In my listening room the floor is flat as are the walls and ceiling, although the latter does slope up fairly high in a flat way. And I can say I’m VERY judgmental about this stuff, as I’m a purist. I’ll say again that the Loki doesn’t degrade anything except my reputation as I previously stated prior to denying I own one, which I do...both things...deny and own...
Only tone control in my system is an analog PEQ in the sub that does not affect the mains. No tone control on the preamp.
My room is a sonic mess but it is treated with a collection of purchased and DIY treatments placed strategically using REW. Speaker placement and the sub were also dialed in using REW, including trying to line up the phase of the sub to the mains at the crossover frequency. It helps that the sub has a very flat phase response across frequencies.
As long as I play the hifi game, I wouldn’t have it any other way.
@erik_squires
Depends on listening level and music.

I could listen to music a lot lower volume if I could have old-school loudness controls like the Denon's and now some rare Yamaha integrated amps have.

Is exactly true.
I am a purest, in that I like to have as little in the signal path as possible, but the fact is:
Our human hearing is not equally sensitive to all frequencies in the musical/vocal spectrum (28-16K Hz, excluding harmonics) until the overall db level at your listening position is at about 65db. which is at the moderately loud level. At 30db the highs we hear will balance out to the  mids, but the limit of low end frequencies that we hear at 30db is about 150Hz and is the reason that some of the old school receivers and integrated amps had loudness controls.
By raising the listening level up to around 45db the human hearing (good, undamaged hearing) becomes equally sensitive to all frequencies from about 60Hz up to 18K Hz. Add a bit of boost to your sub below 60 Hz and you should be good.
At 65db your hearing will be equally sensitive to frequencies from 28 Hz - 18K Hz (down to 20 Hz @ about 85db) so if you like listening loud at 65db and up, you're good but then there is the room and the louder you listen the more the room and everything in it has an effect and the more need for treatment.
Not to lecture but keep in mind (for those that like it loud) continual listening at levels 87 db and up will take it's toll on hearing and then it won't matter......Jim

mrdecibel,

The thread does indeed have a confusing title.  I kept looking at your posts wondering how you had determined your system was "flat" in the first place, and I saw no mention of measurements.

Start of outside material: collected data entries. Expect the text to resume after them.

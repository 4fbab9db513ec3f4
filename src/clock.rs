//! Wall-clock time sources

use std::sync::{Arc, Mutex};
use chrono::{DateTime, Duration, Utc};

/// Source of wall-clock time for the timer engine.
///
/// Elapsed time is always derived from a stored start instant and `now()`,
/// so the clock must track real time across process restarts.
pub trait Clock: Send + Sync {
    fn now(&self) -> DateTime<Utc>;
}

/// Clock backed by the system wall clock
#[derive(Debug, Clone, Copy, Default)]
pub struct SystemClock;

impl Clock for SystemClock {
    fn now(&self) -> DateTime<Utc> {
        Utc::now()
    }
}

/// Manually driven clock. Clones share the same instant.
#[derive(Debug, Clone)]
pub struct ManualClock {
    now: Arc<Mutex<DateTime<Utc>>>,
}

impl ManualClock {
    pub fn new(start: DateTime<Utc>) -> Self {
        Self {
            now: Arc::new(Mutex::new(start)),
        }
    }

    /// Move the clock forward (or backward, for negative durations)
    pub fn advance(&self, by: Duration) {
        if let Ok(mut now) = self.now.lock() {
            *now += by;
        }
    }

    pub fn advance_secs(&self, secs: i64) {
        self.advance(Duration::seconds(secs));
    }

    pub fn set(&self, to: DateTime<Utc>) {
        if let Ok(mut now) = self.now.lock() {
            *now = to;
        }
    }
}

impl Clock for ManualClock {
    fn now(&self) -> DateTime<Utc> {
        self.now.lock().map(|now| *now).unwrap_or_else(|e| *e.into_inner())
    }
}

#[cfg(test)]
mod tests {
    use super::*;
    use chrono::TimeZone;

    #[test]
    fn manual_clock_clones_share_time() {
        let start = Utc.with_ymd_and_hms(2026, 1, 1, 9, 0, 0).single().expect("valid");
        let clock = ManualClock::new(start);
        let other = clock.clone();

        other.advance_secs(90);
        assert_eq!(clock.now(), start + Duration::seconds(90));

        clock.set(start);
        assert_eq!(other.now(), start);
    }
}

But then it appears you have used the term "flat" commonly understood to refer to "flat frequency response" to simply "not using any EQ."  (I originally thought you meant you'd achieved a flat response without the use of EQ/tone controls).

Personally, I have nothing ideologically against EQs or tone controls. I simply found I had little use for them. In fact I had a Z-Systems RDP-1 for probably 17 years, at the time the most highly lauded "invisible" eq.  But I just found not reason to add that extra complexity because I could always find a good position for speakers in my room that provided, at least subjectively, very even, pleasing sound.

I finally sold the thing this year.

That said, I have some new subwoofers I want to get around to integrating and I plan to use room correction (e.g. Anti-node) for those.